| ACTION ITEM |
Look through the records below and say how many lines include "first". Give only that number.

| DATA PROVIDED |

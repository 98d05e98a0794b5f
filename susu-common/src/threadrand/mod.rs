use rand::rngs::OsRng;
use rand::{CryptoRng, Rng, RngCore};
use rand_chacha::rand_core::SeedableRng;
use rand_chacha::ChaCha20Rng;
use std::cell::UnsafeCell;

thread_local! {
    static RNG: UnsafeCell<ChaCha20Rng> = UnsafeCell::new(ChaCha20Rng::from_seed(OsRng.gen()));
}

/// A ChaCha20 CSPRNG per thread, seeded from the OS.
pub struct SecureRng;

impl SecureRng {
    pub fn next_u128() -> u128 {
        RNG.with(|rng| {
            // Only one thread accesses this RNG so this is safe
            let rng_ref = unsafe { &mut *rng.get() };
            let mut bytes = [0u8; 16];
            rand_chacha::rand_core::RngCore::fill_bytes(rng_ref, &mut bytes);
            u128::from_le_bytes(bytes)
        })
    }
}

impl RngCore for SecureRng {
    fn next_u32(&mut self) -> u32 {
        RNG.with(|rng| unsafe { rand_chacha::rand_core::RngCore::next_u32(&mut *rng.get()) })
    }

    fn next_u64(&mut self) -> u64 {
        RNG.with(|rng| unsafe { rand_chacha::rand_core::RngCore::next_u64(&mut *rng.get()) })
    }

    fn fill_bytes(&mut self, dest: &mut [u8]) {
        RNG.with(|rng| unsafe {
            rand_chacha::rand_core::RngCore::fill_bytes(&mut *rng.get(), dest)
        })
    }

    fn try_fill_bytes(&mut self, dest: &mut [u8]) -> Result<(), rand::Error> {
        // Infallible for ChaCha20Rng
        RNG.with(|rng| unsafe {
            let _ = (*rng.get()).try_fill_bytes(dest);
        });
        Ok(())
    }
}

impl CryptoRng for SecureRng {}

#[cfg(test)]
mod tests {
    use super::*;

    #[test]
    fn test_values_differ_between_calls() {
        assert_ne!(SecureRng::next_u128(), SecureRng::next_u128());

        let mut first = [0u8; 32];
        let mut second = [0u8; 32];
        SecureRng.fill_bytes(&mut first);
        SecureRng.fill_bytes(&mut second);
        assert_ne!(first, second);
    }

    #[test]
    fn test_threads_get_independent_streams() {
        let here = SecureRng::next_u128();
        let there = std::thread::spawn(SecureRng::next_u128)
            .join()
            .expect("RNG thread panicked");

        assert_ne!(here, there);
    }
}
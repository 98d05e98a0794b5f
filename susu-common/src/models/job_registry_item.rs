use diesel::Insertable;
use std::time::SystemTime;

use crate::schema::job_registry;

#[derive(Debug, Insertable)]
#[diesel(table_name = job_registry)]
#[diesel(check_for_backend(diesel::pg::Pg))]
pub struct NewJobRegistryItem<'a> {
    pub job_name: &'a str,
    pub last_run_timestamp: SystemTime,
}
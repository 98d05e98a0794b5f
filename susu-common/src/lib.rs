#![cfg(not(doctest))]

pub mod clock;
pub mod db;
pub mod delivery;
pub mod email;
pub mod messages;
pub mod models;
pub mod otp;
pub mod schema;
pub mod sms;
pub mod threadrand;
pub mod validators;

| REPLY |
3